During the ceremonial inauguration of the “Gate of Return” I thought about the privilege of being there and I thought of the many people here in Brazil who would like to have the opportunity to one day return to Africa and who, perhaps, will never be able to. Still, I think it is important to build the place of return from the place where we are (where we find ourselves) and I really believe that the “return” implies the greater perfusion of Africa’s wisdom in the diaspora, from an African perspective. In my view, our greatest challenge is the decolonization of this wisdom by Africans and their descendants dispersed in the diaspora. This too is part of the work of healing.
Another strong feeling came in the Sacred Forest. I imagined the early times of the recreation of traditions here in Brazil, in the spaces of the quilombos, when blacks were able to be themselves, free in the forests, with their traditions, their ways of living. In Grand Popo it was emotion and responsibility I sensed; as I felt that through me, many other Afro Brazilians were present at the ritual of the foundation stone.
On the National Day of Celebration of Vodou I thought: When will we in Brazil also be able to cultivate our Voduns, Nkisis, Orishas, and practice Candomblé in such a natural, open way, accepted by the larger Brazilian society, especially the evangelical segments which, at present here in Brazil, act with such intolerance toward the traditions of African origin?
The experience of the ceremony of Zangbeto was remarkable! Everything that I had heard Africans say before was manifested there. There I could really see and learn about the interaction and transformation of the invisible/immaterial in the visible/material and vice-versa. It was really a very impressive experience.
Participating in the Tron Mass was another means of experiencing the energy of Vodun -- from my perspective, a more urban form, perhaps syncretized with other religious practices.
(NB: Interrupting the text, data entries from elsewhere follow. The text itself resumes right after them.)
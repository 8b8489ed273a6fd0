use std::{sync::OnceLock, time::Duration};

use tracing::debug;

use crate::{Error, Result};

pub fn install_rustls_provider() {
    static PROVIDER_INSTALLED: OnceLock<()> = OnceLock::new();
    PROVIDER_INSTALLED.get_or_init(|| {
        if let Err(e) = rustls::crypto::aws_lc_rs::default_provider().install_default() {
            // Another crate got there first.
            debug!(existing_provider = ?e, "rustls CryptoProvider already installed");
        }
    });
}

/// Build the client shared by every Solr and trainer call.
pub fn build_http_client(timeout: Duration) -> Result<reqwest::Client> {
    install_rustls_provider();

    reqwest::Client::builder()
        .timeout(timeout)
        .connect_timeout(timeout.min(Duration::from_secs(10)))
        .pool_idle_timeout(Duration::from_secs(90))
        .user_agent(concat!("trainfeed/", env!("CARGO_PKG_VERSION")))
        .build()
        .map_err(|e| Error::config(format!("failed to build HTTP client: {e}")))
}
In the visit to the Heviosso temple, I was struck by the way in which the chief made it clear that he was indeed the head and that he had control of everything.
Summary
The entire experience of the journey was very meaningful for me, and served to intensify and solidify my own spirituality in Candomblé. Observing the landscape, the people, the coloring of the clothing, walking in the market, I thought for a moment: I wish I had been born and raised here… But then I immediately thought again: it is just as well that I was born in Bahia which is a piece of Africa. What I tried to share with the Africans I met was a little of what I have learned in the practices of the traditions of Candomblé. I would like to have had more opportunities for this. I know that the fact that I do not know how to communicate in the African languages is an impediment, but I would like to have had some more time with the religious leaders, to talk about their uses of plants and compare with our uses here. I recognized some plants we have in common. If I were able to return again to Benin, I would really like to make a journey of study and learning in this regard. I think in a second opportunity, it would be very interesting to stay in a community, to learn a bit about the traditional use of plants.
Given my involvement not only with a community of Candomblé, but also with other groups in the black community in Bahia, I consider my experience in Benin very relevant to the continuity of my work as an Afro-descendent.
Salvador, 24 January 2002
(translation by Rachel E. Harding)
[1] quilombos: fugitive slave communities established in rural areas and on the outskirts of town and cities from the 17th through the 19th centuries in Brazil. The descendants of many of these communities continue today to live on these ancestral lands.
[2] terreiro: the physical space of a Candomblé community; the temple and its grounds.